State v. Walker

WILLIAMS, Judge.

This appeal principally involves judicial review of a criminal sentence to determine whether it is excessive under LSA-Const. Art. 1, Sec. 20.

Defendant, Freddie Walker, brought this appeal following his conviction for the aggravated burglary of an inhabited dwelling, in violation of LSA-R.S. 14:60. After a judge trial, held on October 18, 1986, he was found guilty as charged and sentenced on October 21, 1986 to serve twenty-five (25) years at hard labor. Through appellate counsel, Walker alleges that his sentence is unconstitutionally excessive. Walker’s additional pro se allegations assert that the record contains insufficient evidence to support his conviction for violating LSA-R.S. 14:60 and that the bill of information filed against him is defective.1 After reviewing the record and finding no errors patent, we affirm defendant’s conviction and sentence because the evidence is sufficient to convict defendant of the crime charged, the defendant’s sentence is not unconstitutionally excessive, and the bill of information is not defective.

*758FACTS

At approximately 1:30 a.m. on August 7, 1986, Glenn Cliff returned to his home at a rooming house on North Rampart Street. Arriving at the door to his room, he observed that one of the door panels appeared to have been kicked in and that two twelve-packs of Milwaukee Best beer, the type and quantity that he had left in his refrigerator, was sitting on the floor outside his door. When Cliff went to unlock the door, his key would not go into the lock and it appeared as if someone had tampered with the lock.

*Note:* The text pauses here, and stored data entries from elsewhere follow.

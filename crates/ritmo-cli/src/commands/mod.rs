pub mod config;
pub mod flow;
pub mod ping;
pub mod progress;
pub mod register;
pub mod report;
pub mod score;
pub mod serve;
pub mod stats;
//! Scoring: tier weights, calendar windows, series trimming, and the
//! aggregation engine that ties them to the activity ledger.

mod engine;
mod series;
mod weights;
pub mod window;

pub use engine::{Granularity, ScoreEngine};
pub use series::trim_trailing_zeros;
pub use weights::ScoreWeights;
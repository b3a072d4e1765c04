//! Persistence seams: the activity ledger and participant registry traits,
//! plus the SQLite implementation and TOML configuration.

mod config;
pub mod sqlite;

pub use config::{Config, ReportConfig, SurveyConfig};
pub use sqlite::SqliteStore;

use std::path::PathBuf;

use async_trait::async_trait;

use crate::error::StoreError;
use crate::model::{ActivityEvent, Participant};

/// Append-only record of participant activity events.
///
/// Appends are at-most-once: a failure is reported to the caller and never
/// retried by this layer. There is no transaction across multiple appends.
#[async_trait]
pub trait ActivityLedger: Send + Sync {
    async fn append(&self, event: &ActivityEvent) -> Result<(), StoreError>;

    /// Events for one participant with timestamps in `[from_ts, to_ts]`
    /// (inclusive Unix-second bounds).
    async fn query(
        &self,
        participant_id: &str,
        from_ts: i64,
        to_ts: i64,
    ) -> Result<Vec<ActivityEvent>, StoreError>;
}

/// Registry of participants. Upsert replaces any existing record with the
/// same id; participants are never deleted.
#[async_trait]
pub trait ParticipantRegistry: Send + Sync {
    async fn upsert(&self, participant: &Participant) -> Result<(), StoreError>;

    async fn list_all(&self) -> Result<Vec<Participant>, StoreError>;
}

/// Returns `~/.config/ritmo[-dev]/` based on RITMO_ENV.
///
/// Set RITMO_ENV=dev to use the development data directory.
///
/// # Errors
/// Returns an error if the config directory cannot be created.
pub fn data_dir() -> Result<PathBuf, std::io::Error> {
    let base_dir = dirs::home_dir()
        .unwrap_or_else(|| PathBuf::from("."))
        .join(".config");

    let env = std::env::var("RITMO_ENV").unwrap_or_else(|_| "production".to_string());

    let dir = if env == "dev" {
        base_dir.join("ritmo-dev")
    } else {
        base_dir.join("ritmo")
    };

    std::fs::create_dir_all(&dir)?;
    Ok(dir)
}
//! Calendar window math for score aggregation.
//!
//! Windows are inclusive `[from, to]` Unix-second ranges computed in the
//! caller's time zone: a day runs midnight to next-midnight-minus-one-second,
//! a week runs Monday 00:00:00 through Sunday 23:59:59, a month runs from the
//! first of the month to the last second before the next first.

use chrono::{DateTime, Datelike, Days, LocalResult, Months, NaiveDate, NaiveTime, TimeZone, Weekday};

/// Local midnight of `date`. A DST-skipped midnight resolves to the earliest
/// valid instant; an ambiguous one to its first occurrence.
pub fn start_of_day<Tz: TimeZone>(date: NaiveDate, tz: &Tz) -> DateTime<Tz> {
    let naive = date.and_time(NaiveTime::MIN);
    match tz.from_local_datetime(&naive) {
        LocalResult::Single(dt) => dt,
        LocalResult::Ambiguous(earliest, _) => earliest,
        LocalResult::None => tz.from_utc_datetime(&naive),
    }
}

/// `[start of day, end of day]` in Unix seconds.
pub fn day_window<Tz: TimeZone>(date: NaiveDate, tz: &Tz) -> (i64, i64) {
    let start = start_of_day(date, tz).timestamp();
    let next = date.checked_add_days(Days::new(1)).unwrap_or(date);
    let end = start_of_day(next, tz).timestamp() - 1;
    (start, end)
}

/// `[Monday 00:00:00, Sunday 23:59:59]` of the week containing `date`.
pub fn week_window<Tz: TimeZone>(date: NaiveDate, tz: &Tz) -> (i64, i64) {
    let monday = date.week(Weekday::Mon).first_day();
    let sunday = monday.checked_add_days(Days::new(6)).unwrap_or(monday);
    (start_of_day(monday, tz).timestamp(), day_window(sunday, tz).1)
}

/// `[first of month 00:00:00, last of month 23:59:59]`.
pub fn month_window<Tz: TimeZone>(date: NaiveDate, tz: &Tz) -> (i64, i64) {
    let first = date.with_day(1).unwrap_or(date);
    let next_first = first.checked_add_months(Months::new(1)).unwrap_or(first);
    (
        start_of_day(first, tz).timestamp(),
        start_of_day(next_first, tz).timestamp() - 1,
    )
}

/// Whether `date` is the last calendar day of its month. Gates the monthly
/// summary in reports.
pub fn is_last_day_of_month(date: NaiveDate) -> bool {
    match date.checked_add_days(Days::new(1)) {
        Some(next) => next.month() != date.month(),
        None => true,
    }
}

/// `date` shifted `back` days into the past.
pub fn offset_days(date: NaiveDate, back: u32) -> NaiveDate {
    date.checked_sub_days(Days::new(back as u64)).unwrap_or(date)
}

/// `date` shifted `back` calendar months into the past, clamping the day of
/// month when the target month is shorter.
pub fn offset_months(date: NaiveDate, back: u32) -> NaiveDate {
    date.checked_sub_months(Months::new(back)).unwrap_or(date)
}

Cliff then went to a telephone located outside the rooming house and called the police to report a trespasser. Following the phone call, Cliff returned to the door of his room and peered through the opening in the door, where the removed panel had once been. While looking through the opening, someone inside the room threw Cliffs money box at him, striking Cliff in the chest. Cliff then made a second telephone call to the police.

Returning to the door of his room, Cliff saw the defendant crawling through the opening in the door. The defendant then attacked Cliff with what Cliff initially believed was a knife, but was actually a screwdriver, grazing Cliffs forehead. Cliff then grabbed defendant’s right hand, the hand holding the screwdriver, and grabbed defendant by the throat. Defendant attempted to jab Cliff with the screwdriver, but Cliff managed to stab defendant with the screwdriver instead.

As Cliff believed he had rendered defendant unconscious, Cliff got up off the floor, leaving defendant lying in the hall of the rooming house. However, defendant was conscious and he once again attacked Cliff with the screwdriver. The two wrestled and Cliff shouted for help.

Two residents of the rooming house, Dennis Pong/Palm and Howard Street, heard Cliffs calls and came to his aide. Together, they managed to subdue defendant until Officer Sleeco of the New Orleans Police Department arrived. Sleeco found two of the men holding down the defendant, one with a whelp on his face. He also found that defendant was severely injured, so that an ambulance had to be called. Defendant was taken to Charity Hospital where he remained for five and one-half (5½) days.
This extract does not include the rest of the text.